# [WHAT YOU SHOULD DO]
Give the number of lines in the entries that contain "ValidationError". State only the count.

# [STUDY MATERIAL]
╭──
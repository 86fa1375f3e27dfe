use std::fmt;

use chrono::NaiveDate;
use serde::{Deserialize, Deserializer, Serialize};

use crate::{dates::INPUT_FORMAT, error::ValidationError};

/// Backend-assigned book identifier. Opaque to the client; numeric
/// identifiers are kept in their decimal string form.
#[derive(Debug, Clone, PartialEq, Eq, Hash, Serialize)]
#[serde(transparent)]
pub struct BookId(pub String);

impl<'de> Deserialize<'de> for BookId {
    fn deserialize<D>(deserializer: D) -> Result<Self, D::Error>
    where
        D: Deserializer<'de>,
    {
        #[derive(Deserialize)]
        #[serde(untagged)]
        enum RawId {
            Text(String),
            Signed(i64),
            Unsigned(u64),
        }

        Ok(match RawId::deserialize(deserializer)? {
            RawId::Text(value) => BookId(value),
            RawId::Signed(value) => BookId(value.to_string()),
            RawId::Unsigned(value) => BookId(value.to_string()),
        })
    }
}

impl BookId {
    pub fn new(value: impl Into<String>) -> Self {
        Self(value.into())
    }

    pub fn as_str(&self) -> &str {
        &self.0
    }
}

impl fmt::Display for BookId {
    fn fmt(&self, f: &mut fmt::Formatter<'_>) -> fmt::Result {
        f.write_str(&self.0)
    }
}

/// Editable descriptive fields of a book, keyed by their wire names.
#[derive(Debug, Clone, Copy, PartialEq, Eq, Hash)]
pub enum BookField {
    Title,
    Author,
    Genre,
    PublishedDate,
}

impl BookField {
    pub const ALL: [BookField; 4] = [
        BookField::Title,
        BookField::Author,
        BookField::Genre,
        BookField::PublishedDate,
    ];

    pub fn wire_name(self) -> &'static str {
        match self {
            BookField::Title => "title",
            BookField::Author => "author",
            BookField::Genre => "genre",
            BookField::PublishedDate => "publishedDate",
        }
    }

    pub fn label(self) -> &'static str {
        match self {
            BookField::Title => "Title",
            BookField::Author => "Author",
            BookField::Genre => "Genre",
            BookField::PublishedDate => "Published Date",
        }
    }

    pub fn from_wire_name(name: &str) -> Option<Self> {
        Self::ALL.into_iter().find(|field| field.wire_name() == name)
    }
}

impl fmt::Display for BookField {
    fn fmt(&self, f: &mut fmt::Formatter<'_>) -> fmt::Result {
        f.write_str(self.wire_name())
    }
}

/// One catalog record as it travels over the wire.
///
/// `id` is absent for drafts that were never persisted and is skipped when
/// serializing, so a draft encodes to exactly the four descriptive fields.
#[derive(Debug, Clone, Default, PartialEq, Eq, Serialize, Deserialize)]
#[serde(rename_all = "camelCase")]
pub struct Book {
    #[serde(rename = "_id", default, skip_serializing_if = "Option::is_none")]
    pub id: Option<BookId>,
    #[serde(default, deserialize_with = "null_as_empty")]
    pub title: String,
    #[serde(default, deserialize_with = "null_as_empty")]
    pub author: String,
    #[serde(default, deserialize_with = "null_as_empty")]
    pub genre: String,
    #[serde(default, deserialize_with = "null_as_empty")]
    pub published_date: String,
}

/// Create payload: the descriptive fields only, never an identifier.
#[derive(Debug, Clone, Default, PartialEq, Eq, Serialize, Deserialize)]
#[serde(rename_all = "camelCase")]
pub struct NewBook {
    pub title: String,
    pub author: String,
    pub genre: String,
    pub published_date: String,
}

impl Book {
    /// Identifier of a persisted book. Blank identifiers count as absent.
    pub fn persisted_id(&self) -> Option<&BookId> {
        self.id.as_ref().filter(|id| !id.0.trim().is_empty())
    }

    pub fn descriptive_fields(&self) -> NewBook {
        NewBook {
            title: self.title.clone(),
            author: self.author.clone(),
            genre: self.genre.clone(),
            published_date: self.published_date.clone(),
        }
    }

    pub fn field(&self, field: BookField) -> &str {
        match field {
            BookField::Title => &self.title,
            BookField::Author => &self.author,
            BookField::Genre => &self.genre,
            BookField::PublishedDate => &self.published_date,
        }
    }

    pub fn field_mut(&mut self, field: BookField) -> &mut String {
        match field {
            BookField::Title => &mut self.title,
            BookField::Author => &mut self.author,
            BookField::Genre => &mut self.genre,
            BookField::PublishedDate => &mut self.published_date,
        }
    }

    /// Required-field check performed before submission. The published date
    /// must additionally be a real `YYYY-MM-DD` calendar date.
    pub fn validate(&self) -> Result<(), ValidationError> {
        for field in BookField::ALL {
            if self.field(field).trim().is_empty() {
                return Err(ValidationError::MissingField(field));
            }
        }

        NaiveDate::parse_from_str(self.published_date.trim(), INPUT_FORMAT)
            .map(|_| ())
            .map_err(|_| ValidationError::InvalidDate(self.published_date.clone()))
    }
}

impl From<NewBook> for Book {
    fn from(value: NewBook) -> Self {
        Self {
            id: None,
            title: value.title,
            author: value.author,
            genre: value.genre,
            published_date: value.published_date,
        }
    }
}

fn null_as_empty<'de, D>(deserializer: D) -> Result<String, D::Error>
where
    D: Deserializer<'de>,
{
    Option::<String>::deserialize(deserializer).map(Option::unwrap_or_default)
}
use crate::db::connection::Database;
use crate::domain::models::{Complaint, ComplaintCategory, ComplaintStatus};
use crate::errors::ServerError;
use chrono::NaiveDate;
use rusqlite::types::Type;
use rusqlite::{params, Row};

fn complaint_from_row(row: &Row) -> rusqlite::Result<Complaint> {
    let category_raw: String = row.get(1)?;
    let category = ComplaintCategory::parse(&category_raw).ok_or_else(|| {
        rusqlite::Error::FromSqlConversionFailure(
            1,
            Type::Text,
            format!("unknown complaint category '{category_raw}'").into(),
        )
    })?;
    let status_raw: String = row.get(4)?;
    let status = ComplaintStatus::parse(&status_raw).ok_or_else(|| {
        rusqlite::Error::FromSqlConversionFailure(
            4,
            Type::Text,
            format!("unknown complaint status '{status_raw}'").into(),
        )
    })?;
    Ok(Complaint {
        id: row.get(0)?,
        category,
        description: row.get(2)?,
        date: row.get(3)?,
        status,
        response: row.get(5)?,
        photo: row.get(6)?,
    })
}

/// Newest first, matching the submission flow that prepends new complaints.
pub fn list_complaints(db: &Database) -> Result<Vec<Complaint>, ServerError> {
    db.with_conn(|conn| {
        let mut stmt = conn.prepare(
            r#"
            SELECT id, category, description, date, status, response, photo
            FROM complaints
            ORDER BY date DESC, id DESC
            "#,
        )?;
        let rows = stmt.query_map([], complaint_from_row)?;

        let mut out = Vec::new();
        for row in rows {
            out.push(row?);
        }
        Ok(out)
    })
}

/// Records a new complaint; it always starts out pending.
pub fn insert_complaint(
    db: &Database,
    category: ComplaintCategory,
    description: &str,
    photo: Option<&str>,
    date: NaiveDate,
) -> Result<i64, ServerError> {
    db.with_conn(|conn| {
        conn.execute(
            r#"
            INSERT INTO complaints (category, description, date, status, photo)
            VALUES (?1, ?2, ?3, ?4, ?5)
            "#,
            params![
                category.as_str(),
                description,
                date,
                ComplaintStatus::Pending.as_str(),
                photo
            ],
        )?;
        Ok(conn.last_insert_rowid())
    })
}

/// Stores the admin response and marks the complaint solved. Only a pending
/// complaint can transition; a solved one is terminal, so responding to it
/// again (or to an unknown id) is NotFound.
pub fn respond_to_complaint(db: &Database, id: i64, response: &str) -> Result<(), ServerError> {
    db.with_conn(|conn| {
        let updated = conn.execute(
            r#"
            UPDATE complaints
            SET status = ?1, response = ?2
            WHERE id = ?3 AND status = ?4
            "#,
            params![
                ComplaintStatus::Solved.as_str(),
                response,
                id,
                ComplaintStatus::Pending.as_str()
            ],
        )?;
        if updated == 0 {
            return Err(ServerError::NotFound);
        }
        Ok(())
    })
}
use maud::{html, Markup, DOCTYPE};

pub fn desktop_layout(title: &str, content: Markup) -> Markup {
    html! {
        (DOCTYPE)
        html {
            head {
                meta charset="utf-8";
                meta name="viewport" content="width=device-width, initial-scale=1.0";
                title { (title) }
                link rel="stylesheet" href="/static/main.css";
            }
            body {
                header class="flex items-center justify-between px-6 py-3 shadow" {
                    h3 { "Estate Admin" }
                    nav {
                        ul {
                            li { a href="/" { "Home" } }
                            li { a href="/dashboard" { "Dashboard" } }
                            li { a href="/properties" { "Properties" } }
                            li { a href="/complaints" { "Complaints" } }
                            li { a href="/admin/complaints" { "Admin Complaints" } }
                            li { a href="/news" { "News" } }
                            li { a href="/reports" { "Reports" } }
                            li { a href="/users" { "Users" } }
                            li { a href="/access-levels" { "Access Levels" } }
                        }
                    }
                }
                (content)
            }
        }
    }
}
pub mod complaints;
pub mod connection;
pub mod news;
pub mod payments;
pub mod properties;
pub mod users;
pub mod errors;
pub mod html;
pub mod json;
pub mod xlsx;

pub use crate::errors::ResultResp;
pub use errors::error_to_response;
pub use html::{html_response, redirect};
pub use json::json_response;
pub use xlsx::xlsx_response;
pub mod components;
pub mod layouts;
pub mod pages;

// Re-exports for convenience
pub use components::card;
pub use layouts::desktop::desktop_layout;
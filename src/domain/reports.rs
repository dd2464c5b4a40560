// src/domain/reports.rs
//
// Pure reductions over the payments list backing the report pages.

use crate::domain::models::{Payment, Property};
use chrono::{Datelike, NaiveDate};
use std::collections::BTreeMap;

/// Report months, in fee-schedule order.
pub const MONTHS: [&str; 12] = [
    "January", "February", "March", "April", "May", "June",
    "July", "August", "September", "October", "November", "December",
];

/// Grouping key for a payment roll-up. Company and Group are the
/// "consolidation levels"; they resolve through the property list.
#[derive(Debug, Clone, Copy, PartialEq, Eq)]
pub enum GroupKey {
    Month,
    PropertyId,
    Company,
    Group,
}

/// Summed dues and receipts for one group of payments.
#[derive(Debug, Clone, Copy, Default, PartialEq, Eq)]
pub struct PaymentTotals {
    pub total_due: i64,
    pub total_paid: i64,
}

impl PaymentTotals {
    pub fn add(&mut self, payment: &Payment) {
        self.total_due += payment.amount_due;
        self.total_paid += payment.amount_paid;
    }

    /// Collection percentage, `None` when nothing was due. Callers render
    /// the `None` case as "N/A"; a non-finite float never leaves this layer.
    pub fn collection_percentage(&self) -> Option<f64> {
        if self.total_due == 0 {
            None
        } else {
            Some(self.total_paid as f64 / self.total_due as f64 * 100.0)
        }
    }
}

/// Rolls up `payments` by the chosen key. For the Company and Group keys a
/// payment whose property id is not in `properties` has no affiliation to
/// roll up into and is skipped.
pub fn aggregate_payments(
    payments: &[Payment],
    properties: &[Property],
    key: GroupKey,
) -> BTreeMap<String, PaymentTotals> {
    let mut totals: BTreeMap<String, PaymentTotals> = BTreeMap::new();
    for payment in payments {
        let group = match key {
            GroupKey::Month => Some(payment.month.clone()),
            GroupKey::PropertyId => Some(payment.property_id.clone()),
            GroupKey::Company => properties
                .iter()
                .find(|p| p.id == payment.property_id)
                .map(|p| p.company.clone()),
            GroupKey::Group => properties
                .iter()
                .find(|p| p.id == payment.property_id)
                .map(|p| p.group.clone()),
        };
        if let Some(group) = group {
            totals.entry(group).or_default().add(payment);
        }
    }
    totals
}

/// Totals over a payment selection, for the overall and monthly reports.
pub fn overall_totals<'a, I>(payments: I) -> PaymentTotals
where
    I: IntoIterator<Item = &'a Payment>,
{
    let mut totals = PaymentTotals::default();
    for payment in payments {
        totals.add(payment);
    }
    totals
}

/// Day-count difference between the payment date and the fee due date,
/// taken to be the 1st of the same month. Plain date subtraction.
pub fn days_paid_after_due(date_paid: NaiveDate) -> i64 {
    let due = date_paid.with_day(1).unwrap_or(date_paid);
    (date_paid - due).num_days()
}
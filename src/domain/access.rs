// src/domain/access.rs

use crate::domain::models::Property;

/// The company a Company Director is scoped to. Placeholder policy: the
/// filter compares against this constant, not the requester's own
/// affiliation.
pub const DIRECTOR_COMPANY: &str = "Ekadi Trisakti Mas";

/// The cluster an Estate Manager is scoped to. Same placeholder policy.
pub const MANAGER_CLUSTER: &str = "Permata Riverview";

/// Administrative access levels that scope the property view.
#[derive(Debug, Clone, Copy, PartialEq, Eq)]
pub enum AccessLevel {
    GroupDirector,
    CompanyDirector,
    EstateManager,
    Administrator,
}

impl AccessLevel {
    pub const ALL: [AccessLevel; 4] = [
        AccessLevel::GroupDirector,
        AccessLevel::CompanyDirector,
        AccessLevel::EstateManager,
        AccessLevel::Administrator,
    ];

    pub fn as_str(&self) -> &'static str {
        match self {
            AccessLevel::GroupDirector => "Group Director",
            AccessLevel::CompanyDirector => "Company Director",
            AccessLevel::EstateManager => "Estate Manager",
            AccessLevel::Administrator => "Administrator",
        }
    }

    /// A role string that is not one of the four known tags parses to `None`.
    /// Callers treat that as "no visibility" rather than falling open.
    pub fn parse(s: &str) -> Option<Self> {
        Self::ALL.iter().copied().find(|l| l.as_str() == s)
    }
}

impl std::fmt::Display for AccessLevel {
    fn fmt(&self, f: &mut std::fmt::Formatter<'_>) -> std::fmt::Result {
        f.write_str(self.as_str())
    }
}

/// Computes the subset of `properties` the given access level may see.
///
/// `None` (an unrecognized role) denies everything. The Administrator arm
/// also yields the empty set for this view.
pub fn visible_properties<'a>(
    properties: &'a [Property],
    access_level: Option<AccessLevel>,
) -> Vec<&'a Property> {
    match access_level {
        Some(AccessLevel::GroupDirector) => properties.iter().collect(),
        Some(AccessLevel::CompanyDirector) => properties
            .iter()
            .filter(|p| p.company == DIRECTOR_COMPANY)
            .collect(),
        Some(AccessLevel::EstateManager) => properties
            .iter()
            .filter(|p| p.cluster == MANAGER_CLUSTER)
            .collect(),
        Some(AccessLevel::Administrator) => Vec::new(),
        None => Vec::new(),
    }
}
use crate::domain::models::ACCESS_GRANTS;
use crate::templates::components::{td, th};
use crate::templates::desktop_layout;
use maud::{html, Markup};

pub fn access_levels_page() -> Markup {
    desktop_layout(
        "Access Levels",
        html! {
            main class="container" {
                h1 { "Access Levels" }

                div style="overflow-x: auto;" {
                    table style="width: 100%; border-collapse: collapse;" {
                        thead {
                            tr {
                                (th("Role")) (th("View")) (th("Edit")) (th("Approve")) (th("Other"))
                            }
                        }
                        tbody {
                            @for grant in &ACCESS_GRANTS {
                                tr {
                                    (td(html! { (grant.role) }))
                                    (td(html! { (grant.view) }))
                                    (td(html! { (grant.edit) }))
                                    (td(html! { (grant.approve) }))
                                    (td(html! { (grant.other) }))
                                }
                            }
                        }
                    }
                }
            }
        },
    )
}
╰──
# [ANSWER BOX]
4